Agus Harimurti Yudhoyono (AHY). (Foto: Dok Okezone)

Baca Juga: Perindo Anggap Pernyataan People Power Amien Rais Hanya Gertakan 

“Tapi juga dengan dengan hati-hati saya terus mengingatkan kepada semua stakeholders kepada penyelenggara Pemilu, pemerintah Republik Indonesia, termasuk KPU, Bawaslu, institusi TNI, Polri, dan lain sebagainya yang kita harapkan benar-benar bisa menjamin 17 April ini, pasca 17 April Indonesia tetap stabil secara politik, dan tetap dalam kondisi yang aman damai serta tertib,” urai dia.

Menurutnya, terdapat dua pandangan mengenai kondisi politik di Tanah Air. Satu pihak menyebut kondisi bangsa dalam keadaan aman, meski terjadi dinamika politik. Sementara pihak yang lain menyatakan kondisi politik telah menyeret masyarakat pada arus perpecahan.

“Ada yang mengatakan everything is fine, enggak usah terlalu parno, semua baik-baik saja. Percikan-percikan dalam sebuah kompetisi itu biasa. Satu pandangan lagi mengatakan, ini gawat negara kita sudah sangat terpolarisasi. Kompetisinya semakin tidak sehat, perpecahan antaranak bangsa juga sangat mungkin terjadi,” terangnya.

Dia menambahkan, belum lama ini pihaknya menggelar pertemuan dengan Menkopolhukam Wiranto untuk menyampaikan dinamika politik menjelang Pemilu 2019. Masyarakat menginginkan jaminan keamanan saat merayakan pesta demokrasi untuk memilih calon pemimpin negeri.

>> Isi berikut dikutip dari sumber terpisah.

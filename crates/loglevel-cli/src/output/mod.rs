//! Rendering of command records on stdout.
//!
//! Both writers implement [`RecordSink`], so the dispatcher streams records
//! into them as they are produced.

mod human;
mod json;

use std::io::Write;

use loglevel_core::RecordSink;

pub(crate) use crate::cli::OutputFormat;
pub(crate) use human::HumanWriter;
pub(crate) use json::JsonLinesWriter;

/// Builds the sink for `format` over `out`.
pub(crate) fn sink_for<'a, W: Write>(
    format: OutputFormat,
    out: &'a mut W,
) -> Box<dyn RecordSink + 'a> {
    match format {
        OutputFormat::Human => Box::new(HumanWriter::new(out)),
        OutputFormat::Json => Box::new(JsonLinesWriter::new(out)),
    }
}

Baca Juga: TKN: Ancaman People Power Amien Rais Skenario Besar Delegitimasi Hasil Pemilu 

“Beberapa saat yang lalu secara khusus saya datang ke kantor Menkopolhukam Bapak Wiranto. Di sana saya selain bersilaturahmi tetapi juga menyerahkan rekomendasi atas dasar apa yang Partai Demokrat tangkap dari kehidupan masyarakat. Terkait dengan stabilitas politik tidak hanya dalam Pemilu 2019 tapi juga lima tahun mendatang,” ucap dia.